Stored items:

########################################

#[derive(Error, Debug)]
pub enum ObjectError {
    #[error("IO error: {0}")]
    Io(#[from] io::Error),
    #[error("entity references are not allowed in this value")]
    EntityNotAllowed,
    #[error("blob asset reference {0:#x} does not resolve to a live blob")]
    UnknownBlob(u64),
    #[error("blob offset {0} is outside the loaded blob batch")]
    BlobOffsetOutOfRange(i64),
    #[error("weak asset index {index} out of range ({len} referenced objects)")]
    WeakAssetOutOfRange { index: i32, len: usize },
    #[error("length {0} is negative or too large")]
    InvalidLength(i64),
    #[error("UTF-8 error: {0}")]
    Utf8(#[from] std::string::FromUtf8Error),
    #[error("invalid tag {tag} for {ty}")]
    InvalidTag { ty: &'static str, tag: u8 },
    #[error("{0} trailing bytes after value")]
    TrailingBytes(usize),
}

pub type ObjectResult<T> = Result<T, ObjectError>;

/// Reference to an asset that lives outside the world, resolved by the host.
///
/// Never stored in a file directly: capture collects every distinct
/// reference into a side table and writes its index instead.
#[derive(Clone, Copy, PartialEq, Eq, Hash, PartialOrd, Ord, Default, Pod, Zeroable)]
#[repr(C)]
pub struct WeakAssetRef {
    pub lo: u64,
    pub hi: u64,
}

impl WeakAssetRef {
    pub const NULL: Self = Self { lo: 0, hi: 0 };

    #[must_use]
    pub const fn new(lo: u64, hi: u64) -> Self {
        Self { lo, hi }
    }

    #[must_use]
    pub const fn is_null(self) -> bool {
        self.lo == 0 && self.hi == 0
    }
}

impl fmt::Debug for WeakAssetRef {
    fn fmt(&self, f: &mut fmt::Formatter<'_>) -> fmt::Result {
        write!(f, "WeakAssetRef({:016x}{:016x})", self.hi, self.lo)
    }
}

/// Translates runtime-only values while writing.
pub trait WriteRelocator {
    /// Map a live entity to the entity written to the stream.
    fn entity(&mut self, entity: Entity) -> ObjectResult<Entity>;
    /// Map a live blob reference to a batch offset, or −1 for null.
    fn blob(&mut self, blob: BlobAssetReference) -> ObjectResult<i64>;
    /// Map a weak reference to a side-table slot; 0 is null.
    fn weak_asset(&mut self, asset: WeakAssetRef) -> ObjectResult<i32>;
}

/// Translates stream values back into runtime values while reading.
pub trait ReadRelocator {
    fn entity(&mut self, entity: Entity) -> ObjectResult<Entity>;
    fn blob(&mut self, offset: i64) -> ObjectResult<BlobAssetReference>;
    fn weak_asset(&mut self, index: i32) -> ObjectResult<WeakAssetRef>;
}

/// Binary writer for object graphs.
pub struct ObjectWriter<'a> {
    out: Vec<u8>,
    relocator: &'a mut dyn WriteRelocator,
    allow_entities: bool,
}

impl<'a> ObjectWriter<'a> {
    #[must_use]
    pub fn new(relocator: &'a mut dyn WriteRelocator) -> Self {
        Self {
            out: Vec::new(),
            relocator,
            allow_entities: true,
        }
    }

    /// Forbid entity fields; writing one fails with [`ObjectError::EntityNotAllowed`].
    #[must_use]
    pub fn with_entities_allowed(mut self, allowed: bool) -> Self {
        self.allow_entities = allowed;
        self
    }

    /// Write any persistable value.
    pub fn write<T: Persist + ?Sized>(&mut self, value: &T) -> ObjectResult<()> {
        value.write(self)
    }

    pub fn write_u8(&mut self, value: u8) -> ObjectResult<()> {
        self.out.write_u8(value)?;
        Ok(())
    }

    pub fn write_u32(&mut self, value: u32) -> ObjectResult<()> {
        self.out.write_u32::<LittleEndian>(value)?;
        Ok(())
    }

    pub fn write_i32(&mut self, value: i32) -> ObjectResult<()> {
        self.out.write_i32::<LittleEndian>(value)?;
        Ok(())
    }

    pub fn write_u64(&mut self, value: u64) -> ObjectResult<()> {
        self.out.write_u64::<LittleEndian>(value)?;
        Ok(())
    }

    pub fn write_i64(&mut self, value: i64) -> ObjectResult<()> {
        self.out.write_i64::<LittleEndian>(value)?;
        Ok(())
    }

    pub fn write_bytes(&mut self, bytes: &[u8]) -> ObjectResult<()> {
        self.out.extend_from_slice(bytes);
        Ok(())
    }

    /// Write a length prefix.
    pub fn write_len(&mut self, len: usize) -> ObjectResult<()> {
        let len = u32::try_from(len).map_err(|_| ObjectError::InvalidLength(len as i64))?;
        self.write_u32(len)
    }

    pub fn write_entity(&mut self, entity: Entity) -> ObjectResult<()> {
        if !self.allow_entities {
            return Err(ObjectError::EntityNotAllowed);
        }
        let mapped = self.relocator.entity(entity)?;
        self.write_u64(mapped.to_bits())
    }

    pub fn write_blob(&mut self, blob: BlobAssetReference) -> ObjectResult<()> {
        let offset = self.relocator.blob(blob)?;
        self.write_i64(offset)
    }

    pub fn write_weak_asset(&mut self, asset: WeakAssetRef) -> ObjectResult<()> {
        let index = self.relocator.weak_asset(asset)?;
        self.write_i32(index)
    }

    /// Bytes written so far.
    #[must_use]
    pub fn len(&self) -> usize {
        self.out.len()
    }

    #[must_use]
    pub fn is_empty(&self) -> bool {
        self.out.is_empty()
    }

    #[must_use]
    pub fn into_bytes(self) -> Vec<u8> {
        self.out
    }
}

/// Binary reader for object graphs.
pub struct ObjectReader<'a> {
    input: &'a [u8],
    relocator: &'a mut dyn ReadRelocator,
}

########################################

Set aside each line above that includes the string "WriteRelocator" and report it.

Result of the exercise.
pub trait WriteRelocator {
    relocator: &'a mut dyn WriteRelocator,
    pub fn new(relocator: &'a mut dyn WriteRelocator) -> Self {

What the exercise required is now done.